Although they had been privately built, Trinity House took over responsibility for the lights on finding them poorly maintained, in 1752. In 1788 Trinity House had Argand lamps installed within the higher lighthouse, which was the first in England to be fitted with them. It was fitted with fourteen lamps arranged in two rows of seven, with a polished spherical reflector set behind each lamp. The lamps were designed by Thomas Rogers.

In 1824 Portland High Light was improved by Trinity House: a three-sided revolving apparatus was installed (with Argand lamps and reflectors), 'each face exhibiting its greatest light every two minutes'; however in 1835, following the establishment of Start Point Lighthouse with its revolving Fresnel lenses, Portland High was again made a fixed light (matching the Low Light, which had remained fixed throughout).

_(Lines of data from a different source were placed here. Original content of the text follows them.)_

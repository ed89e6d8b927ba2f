//! Control plane: signal processing and the channel that serves it

pub mod channel;
pub mod processor;
pub mod route_config;
pub mod signal;
pub mod termination;

use routeplane_sdk::ProcessError;
use thiserror::Error;

use crate::engine::EngineError;
use crate::runtime::actor::ActorError;
use crate::topology::TopologyError;

pub use channel::{ChannelSettings, ControlChannel};
pub use processor::{ControlChannelProcessor, SignalOutcome};
pub use route_config::RouteConfigProcessor;
pub use signal::Signal;
pub use termination::TerminationChannel;

/// Errors raised while handling control messages
#[derive(Debug, Error)]
pub enum ControlError {
    #[error("Invalid argument: {0} is required")]
    InvalidArgument(&'static str),

    #[error("Unsupported configure payload: {0} body")]
    UnsupportedPayload(&'static str),

    #[error(transparent)]
    Topology(#[from] TopologyError),

    #[error(transparent)]
    Engine(#[from] EngineError),

    #[error(transparent)]
    Process(#[from] ProcessError),

    #[error(transparent)]
    Actor(#[from] ActorError),
}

Both Portland lighthouses were rebuilt in 1869, and provided with large (first-order) fixed optics designed and built by James Chance. At the turn of the 20th century, Trinity House made plans to build a new lighthouse at Bill Point to replace both current lighthouses. The new lighthouse was completed in 1905, and the original two lighthouses were then auctioned. In 1923 the lighthouse was purchased by the palaeobotanist, campaigner for eugenics, pioneer of birth control and Portland Museum founder Marie Stopes as a summer residence.

During World War II, the Royal Observer Corps used the tower as a lookout. During the early 1960s the lighthouse was run as a restaurant. The lighthouse and its cottages were refurbished in 1981. With a total of four cottages within its grounds, both the Branscombe Lodge Cottage and Stopes Cottage are now available as holiday lets.